--- START ---

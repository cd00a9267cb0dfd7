//! Workspace facade crate.
//!
//! Exposes feature flags that map to the individual workspace crates
//! (`core-decode`, `core-runtime`). Host applications can depend on
//! `tts-stream-workspace` and enable the documented features without wiring
//! each crate individually.

#[cfg(feature = "decode")]
pub use core_decode as decode;

#[cfg(feature = "runtime")]
pub use core_runtime as runtime;
//! # Container Detection
//!
//! Identifies the container of a response body from its first bytes and
//! hosts the RIFF/WAVE parser used for fully-buffered responses.

mod wav;

pub use wav::{WavContainerParser, WavFormatDescriptor, WavPayload};

use tracing::debug;

/// Number of leading bytes needed for a confident sniff.
pub const SNIFF_LEN: usize = 12;

/// Container formats the pipeline accepts.
#[derive(Debug, Clone, Copy, PartialEq, Eq, Hash)]
pub enum ContainerFormat {
    /// RIFF/WAVE with linear PCM payload
    WavPcm,
    /// MPEG audio elementary stream, optionally prefixed by ID3v2
    MpegAudio,
    /// Nothing recognisable in the leading bytes
    Unknown,
}

impl ContainerFormat {
    /// Detect the container from the first bytes of a body.
    ///
    /// Fewer than [`SNIFF_LEN`] bytes are accepted; detection then relies on
    /// whatever prefix is available.
    ///
    /// # Example
    ///
    /// ```rust
    /// use core_decode::ContainerFormat;
    ///
    /// assert_eq!(ContainerFormat::sniff(b"RIFF\x24\x00\x00\x00WAVE"), ContainerFormat::WavPcm);
    /// assert_eq!(ContainerFormat::sniff(b"ID3\x04\x00"), ContainerFormat::MpegAudio);
    /// assert_eq!(ContainerFormat::sniff(&[0xFF, 0xFB, 0x90, 0x00]), ContainerFormat::MpegAudio);
    /// assert_eq!(ContainerFormat::sniff(b"OggS"), ContainerFormat::Unknown);
    /// ```
    pub fn sniff(head: &[u8]) -> Self {
        let format = if Self::is_wav(head) {
            ContainerFormat::WavPcm
        } else if Self::is_mpeg(head) {
            ContainerFormat::MpegAudio
        } else {
            ContainerFormat::Unknown
        };

        debug!(?format, head_len = head.len(), "Sniffed container");
        format
    }

    /// Any RIFF body takes the WAV path; the parser rejects non-WAVE forms.
    fn is_wav(head: &[u8]) -> bool {
        head.len() >= 4 && &head[0..4] == b"RIFF"
    }

    fn is_mpeg(head: &[u8]) -> bool {
        if head.len() >= 3 && &head[0..3] == b"ID3" {
            return true;
        }
        head.len() >= 2 && head[0] == 0xFF && (head[1] & 0xE0) == 0xE0
    }

    /// MIME type commonly served for this container.
    pub fn mime_type(&self) -> &'static str {
        match self {
            ContainerFormat::WavPcm => "audio/wav",
            ContainerFormat::MpegAudio => "audio/mpeg",
            ContainerFormat::Unknown => "application/octet-stream",
        }
    }
}
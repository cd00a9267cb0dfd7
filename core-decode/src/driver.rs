//! # Synthesis Driver
//!
//! Async entry point that reads a response body, picks the decode path from
//! the leading bytes, and forwards the resulting events to a sink.
//!
//! ## Cancellation
//!
//! The driver observes a [`CancellationToken`] while waiting for body reads
//! and before every event it delivers. Once cancelled it stops reading and
//! delivering, releases the session's engine and reports
//! [`DriverOutcome::Cancelled`]. No terminal event is sent in that case.
//!
//! ## Usage
//!
//! ```rust,no_run
//! use core_decode::{DecodeConfig, SynthesisDriver, SynthesisEvent};
//! use tokio_util::sync::CancellationToken;
//!
//! # async fn example(body: tokio::fs::File) -> core_decode::Result<()> {
//! let driver = SynthesisDriver::with_symphonia(DecodeConfig::default())?;
//! let mut events: Vec<SynthesisEvent> = Vec::new();
//! let outcome = driver.run(body, &mut events, &CancellationToken::new()).await?;
//! println!("{:?}: {} events", outcome, events.len());
//! # Ok(())
//! # }
//! ```

use crate::config::DecodeConfig;
use crate::container::{ContainerFormat, WavContainerParser, SNIFF_LEN};
use crate::engine::EngineFactory;
use crate::error::{DecodeError, Result};
use crate::events::{SynthesisEvent, SynthesisResult};
use crate::sequencer::{collect_pcm, wav_events, EventSequencer};
use crate::session::DecodeSession;
use serde::{Deserialize, Serialize};
use std::sync::Arc;
use tokio::io::{AsyncRead, AsyncReadExt};
use tokio::sync::mpsc::UnboundedSender;
use tokio_util::sync::CancellationToken;
use tracing::{debug, info, instrument, warn};

// ============================================================================
// Sinks
// ============================================================================

/// Consumer of synthesis events (audio output, platform TTS callback).
pub trait SynthesisSink: Send {
    /// Deliver one event.
    ///
    /// Returning an error stops the driver; the session is released.
    fn deliver(&mut self, event: SynthesisEvent) -> Result<()>;
}

impl SynthesisSink for Vec<SynthesisEvent> {
    fn deliver(&mut self, event: SynthesisEvent) -> Result<()> {
        self.push(event);
        Ok(())
    }
}

impl SynthesisSink for UnboundedSender<SynthesisEvent> {
    fn deliver(&mut self, event: SynthesisEvent) -> Result<()> {
        self.send(event).map_err(|_| DecodeError::SinkClosed)
    }
}

// ============================================================================
// Driver
// ============================================================================

/// How a driver run ended.
#[derive(Debug, Clone, Copy, PartialEq, Eq, Hash, Serialize, Deserialize)]
pub enum DriverOutcome {
    /// `Done` was delivered.
    Completed,
    /// `Error` was delivered.
    Failed,
    /// The token was cancelled before a terminal event was delivered.
    Cancelled,
}

enum Flow {
    Continue,
    Ended(DriverOutcome),
}

/// Reads response bodies and drives them through the decode pipeline.
#[derive(Clone)]
pub struct SynthesisDriver {
    factory: Arc<dyn EngineFactory>,
    config: DecodeConfig,
}

impl SynthesisDriver {
    /// Create a driver that builds decode engines through `factory`.
    ///
    /// # Errors
    ///
    /// Returns [`DecodeError::InvalidConfig`] if `config` does not validate.
    pub fn new(factory: Arc<dyn EngineFactory>, config: DecodeConfig) -> Result<Self> {
        config.validate()?;
        Ok(Self { factory, config })
    }

    /// Create a driver backed by the in-process Symphonia engine.
    #[cfg(feature = "symphonia-engine")]
    pub fn with_symphonia(config: DecodeConfig) -> Result<Self> {
        Self::new(Arc::new(crate::engine::SymphoniaEngineFactory), config)
    }

    /// Active configuration.
    pub fn config(&self) -> &DecodeConfig {
        &self.config
    }

    /// Decode `body` and forward every event to `sink`.
    ///
    /// Read failures end the sequence with an `Error` event and
    /// [`DriverOutcome::Failed`].
    ///
    /// # Errors
    ///
    /// Returns the sink's error if delivery fails.
    #[instrument(skip_all)]
    pub async fn run<R, S>(
        &self,
        mut body: R,
        sink: &mut S,
        cancel: &CancellationToken,
    ) -> Result<DriverOutcome>
    where
        R: AsyncRead + Unpin,
        S: SynthesisSink + ?Sized,
    {
        let mut buf = vec![0u8; self.config.read_chunk_bytes];
        let mut head = Vec::with_capacity(SNIFF_LEN.max(self.config.read_chunk_bytes));
        let mut eof = false;

        while head.len() < SNIFF_LEN {
            match read_some(&mut body, &mut buf, cancel).await {
                Ok(None) => {
                    info!("Synthesis cancelled before container was identified");
                    return Ok(DriverOutcome::Cancelled);
                }
                Ok(Some(0)) => {
                    eof = true;
                    break;
                }
                Ok(Some(n)) => head.extend_from_slice(&buf[..n]),
                Err(err) => return self.fail_early(err, sink, cancel),
            }
        }

        let format = ContainerFormat::sniff(&head);
        info!(?format, "Decoding synthesis response");

        let outcome = match format {
            ContainerFormat::WavPcm => {
                self.run_wav(head, eof, &mut body, &mut buf, sink, cancel)
                    .await?
            }
            ContainerFormat::MpegAudio | ContainerFormat::Unknown => {
                if format == ContainerFormat::Unknown {
                    warn!("Unrecognised container, scanning for MPEG frames");
                }
                self.run_mpeg(head, eof, &mut body, &mut buf, sink, cancel)
                    .await?
            }
        };

        info!(?outcome, "Synthesis run ended");
        Ok(outcome)
    }

    /// Decode a complete in-memory response.
    ///
    /// # Errors
    ///
    /// Returns the container, sync or engine error that ended decoding.
    #[instrument(skip_all, fields(len = bytes.len()))]
    pub fn decode_buffered(&self, bytes: &[u8]) -> Result<SynthesisResult> {
        decode_buffered(bytes, self.factory.clone(), &self.config)
    }

    async fn run_wav<R, S>(
        &self,
        head: Vec<u8>,
        mut eof: bool,
        body: &mut R,
        buf: &mut [u8],
        sink: &mut S,
        cancel: &CancellationToken,
    ) -> Result<DriverOutcome>
    where
        R: AsyncRead + Unpin,
        S: SynthesisSink + ?Sized,
    {
        let mut data = head;
        while !eof {
            match read_some(body, buf, cancel).await {
                Ok(None) => return Ok(DriverOutcome::Cancelled),
                Ok(Some(0)) => eof = true,
                Ok(Some(n)) => {
                    if data.len() + n > self.config.max_buffered_bytes {
                        let err = DecodeError::format(format!(
                            "WAV body exceeds {} bytes",
                            self.config.max_buffered_bytes
                        ));
                        return self.fail_early(err, sink, cancel);
                    }
                    data.extend_from_slice(&buf[..n]);
                }
                Err(err) => return self.fail_early(err, sink, cancel),
            }
        }

        debug!(bytes = data.len(), "WAV body fully buffered");
        let payload = match WavContainerParser::parse(&data) {
            Ok(payload) => payload,
            Err(err) => return self.fail_early(err, sink, cancel),
        };

        forward(wav_events(payload, self.config.wav_chunk_bytes), sink, cancel)
            .map(|flow| match flow {
                Flow::Ended(outcome) => outcome,
                // wav_events always ends with Done
                Flow::Continue => DriverOutcome::Completed,
            })
    }

    async fn run_mpeg<R, S>(
        &self,
        head: Vec<u8>,
        mut eof: bool,
        body: &mut R,
        buf: &mut [u8],
        sink: &mut S,
        cancel: &CancellationToken,
    ) -> Result<DriverOutcome>
    where
        R: AsyncRead + Unpin,
        S: SynthesisSink + ?Sized,
    {
        let mut sequencer = EventSequencer::new(self.factory.clone(), self.config.clone());

        let mut flow = forward(sequencer.process(&head), sink, cancel);
        while let Ok(Flow::Continue) = flow {
            flow = if eof {
                // finish always ends with a terminal event
                match forward(sequencer.finish(), sink, cancel) {
                    Ok(Flow::Continue) => Ok(Flow::Ended(DriverOutcome::Completed)),
                    other => other,
                }
            } else {
                match read_some(body, buf, cancel).await {
                    Ok(None) => Ok(Flow::Ended(DriverOutcome::Cancelled)),
                    Ok(Some(0)) => {
                        eof = true;
                        Ok(Flow::Continue)
                    }
                    Ok(Some(n)) => forward(sequencer.process(&buf[..n]), sink, cancel),
                    Err(err) => forward(sequencer.abort(err), sink, cancel),
                }
            };
        }

        sequencer.close();
        let stats = sequencer.stats();
        debug!(
            received = stats.bytes_received,
            frames = stats.frames_assembled,
            pcm_bytes = stats.pcm_bytes,
            "MPEG session closed"
        );

        flow.map(|flow| match flow {
            Flow::Ended(outcome) => outcome,
            Flow::Continue => DriverOutcome::Completed,
        })
    }

    fn fail_early<S>(
        &self,
        err: DecodeError,
        sink: &mut S,
        cancel: &CancellationToken,
    ) -> Result<DriverOutcome>
    where
        S: SynthesisSink + ?Sized,
    {
        warn!(error = %err, "Synthesis failed before decoding started");
        match forward(std::iter::once(SynthesisEvent::from_error(err)), sink, cancel)? {
            Flow::Ended(outcome) => Ok(outcome),
            Flow::Continue => Ok(DriverOutcome::Failed),
        }
    }
}

/// Decode a complete in-memory response with engines from `factory`.
///
/// WAV bodies are parsed directly; anything else runs through a full MPEG
/// session and the PCM of every `Audio` event is concatenated.
pub fn decode_buffered(
    bytes: &[u8],
    factory: Arc<dyn EngineFactory>,
    config: &DecodeConfig,
) -> Result<SynthesisResult> {
    let head = &bytes[..bytes.len().min(SNIFF_LEN)];
    if ContainerFormat::sniff(head) == ContainerFormat::WavPcm {
        let payload = WavContainerParser::parse(bytes)?;
        return Ok(SynthesisResult {
            pcm: payload.pcm,
            sample_rate: payload.format.sample_rate,
            channels: payload.format.channels,
            bits_per_sample: payload.format.bits_per_sample,
        });
    }

    let mut session = DecodeSession::new(factory, config.clone());
    let mut events = Vec::new();
    session.push(bytes, &mut events)?;
    session.finish(&mut events)?;

    let format = session
        .format()
        .ok_or(DecodeError::SyncNotFound {
            scanned: bytes.len() as u64,
        })?;

    Ok(SynthesisResult {
        pcm: collect_pcm(&events),
        sample_rate: format.sample_rate,
        channels: format.channels,
        bits_per_sample: format.bits_per_sample,
    })
}

/// Read once, giving up early if `cancel` fires. `Ok(None)` means cancelled.
async fn read_some<R>(
    body: &mut R,
    buf: &mut [u8],
    cancel: &CancellationToken,
) -> Result<Option<usize>>
where
    R: AsyncRead + Unpin,
{
    tokio::select! {
        biased;
        _ = cancel.cancelled() => Ok(None),
        read = body.read(buf) => Ok(Some(read?)),
    }
}

/// Deliver events in order, checking for cancellation before each one.
fn forward<S>(
    events: impl IntoIterator<Item = SynthesisEvent>,
    sink: &mut S,
    cancel: &CancellationToken,
) -> Result<Flow>
where
    S: SynthesisSink + ?Sized,
{
    for event in events {
        if cancel.is_cancelled() {
            debug!("Cancelled while delivering events");
            return Ok(Flow::Ended(DriverOutcome::Cancelled));
        }

        let ended = match &event {
            SynthesisEvent::Done => Some(DriverOutcome::Completed),
            SynthesisEvent::Error { .. } => Some(DriverOutcome::Failed),
            _ => None,
        };
        sink.deliver(event)?;

        if let Some(outcome) = ended {
            return Ok(Flow::Ended(outcome));
        }
    }
    Ok(Flow::Continue)
}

--- END ---

### Task brief
The listing above holds a line with "let format = if" and a line with "fn is_mpeg(head: &[u8])". Print the stretch from the first through the second, exactly and alone.

### Solved problem
        let format = if Self::is_wav(head) {
            ContainerFormat::WavPcm
        } else if Self::is_mpeg(head) {
            ContainerFormat::MpegAudio
        } else {
            ContainerFormat::Unknown
        };

        debug!(?format, head_len = head.len(), "Sniffed container");
        format
    }

    /// Any RIFF body takes the WAV path; the parser rejects non-WAVE forms.
    fn is_wav(head: &[u8]) -> bool {
        head.len() >= 4 && &head[0..4] == b"RIFF"
    }

    fn is_mpeg(head: &[u8]) -> bool {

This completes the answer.